The localized power strain in the Visayas was significantly magnified by a high-voltage transmission failure originating in Southern Luzon. During a virtual press briefing, Energy Secretary Sharon Garin revealed that a massive structural double-tripping event crippled the Luzon backbone earlier in the week:
- The Dasmariñas-Tayabas Tripping: The critical Dasmariñas 500-kilovolt (kV) transmission line—the main electrical artery routing power into Metro Manila—unexpectedly tripped offline.
- The Redundancy Failure: While the grid is engineered with structural redundancies designed to shift loads onto alternate lines, the secondary Tayabas 500-kV line failed almost immediately after the initial breakdown.
- The 4,000-MW Isolation: The simultaneous breakdown of both primary high-voltage backbones cut off roughly 4,000 MW of transmission capacity, isolating massive power volumes produced by the Ilijan and Excellent Energy Resources, Inc. (EERI) complexes in Batangas.
- The Export Freeze: Because Luzon was forced to manage its own severe internal grid instability, it had to completely suspend its standard high-voltage submarine cable exports to the Visayas grid, depriving the central islands of crucial backup power.
To investigate the root cause of the widespread electrical failures, the Department of Energy (DOE) officially mobilized a specialized Grid Reliability Task Force, comprising representatives from the Energy Regulatory Commission (ERC), the Market Operator, and the Power Sector Assets and Liabilities Management Corp. (PSALM). The task force has formally issued an order directing the NGCP to submit an exhaustive incident report detailing the exact sequence of events that led to the simultaneous grid breakdown.

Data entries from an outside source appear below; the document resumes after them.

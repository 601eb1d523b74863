//! FTP Transfer modes
//!
//! Data connection modes and representation types.

use serde::Deserialize;

/// How the data connection is established
#[derive(Debug, Clone, Copy, PartialEq, Eq, Default, Deserialize)]
#[serde(rename_all = "snake_case")]
pub enum TransferMode {
    /// Client listens, server connects in (PORT)
    Active,
    /// Client connects to the address from a 227 reply (PASV)
    #[default]
    Passive,
    /// Client connects to the control peer on the port from a 229 reply (EPSV)
    ExtendedPassive,
}

impl TransferMode {
    /// The mode tried when this one is refused and fallback is enabled
    pub fn fallback(self) -> TransferMode {
        match self {
            TransferMode::Active => TransferMode::Passive,
            TransferMode::Passive | TransferMode::ExtendedPassive => TransferMode::Active,
        }
    }
}

/// Representation type sent with TYPE
#[derive(Debug, Clone, Copy, PartialEq, Eq, Default)]
pub enum TransferType {
    Ascii,
    #[default]
    Binary,
}

impl TransferType {
    pub fn code(self) -> char {
        match self {
            TransferType::Ascii => 'A',
            TransferType::Binary => 'I',
        }
    }
}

Looking ahead, Secretary Garin warned the public that thin energy reserves and rotational brownouts could continue over the next few months due to ongoing El Niño climate strains accelerating consumer demand.
However, the DOE clarified that these systemic emergency alerts do not automatically yield higher consumer electricity bills, confirming that there is no direct, immediate correlation between yellow or red alert declarations and upward retail power tariff adjustments on subsequent monthly bill cycles.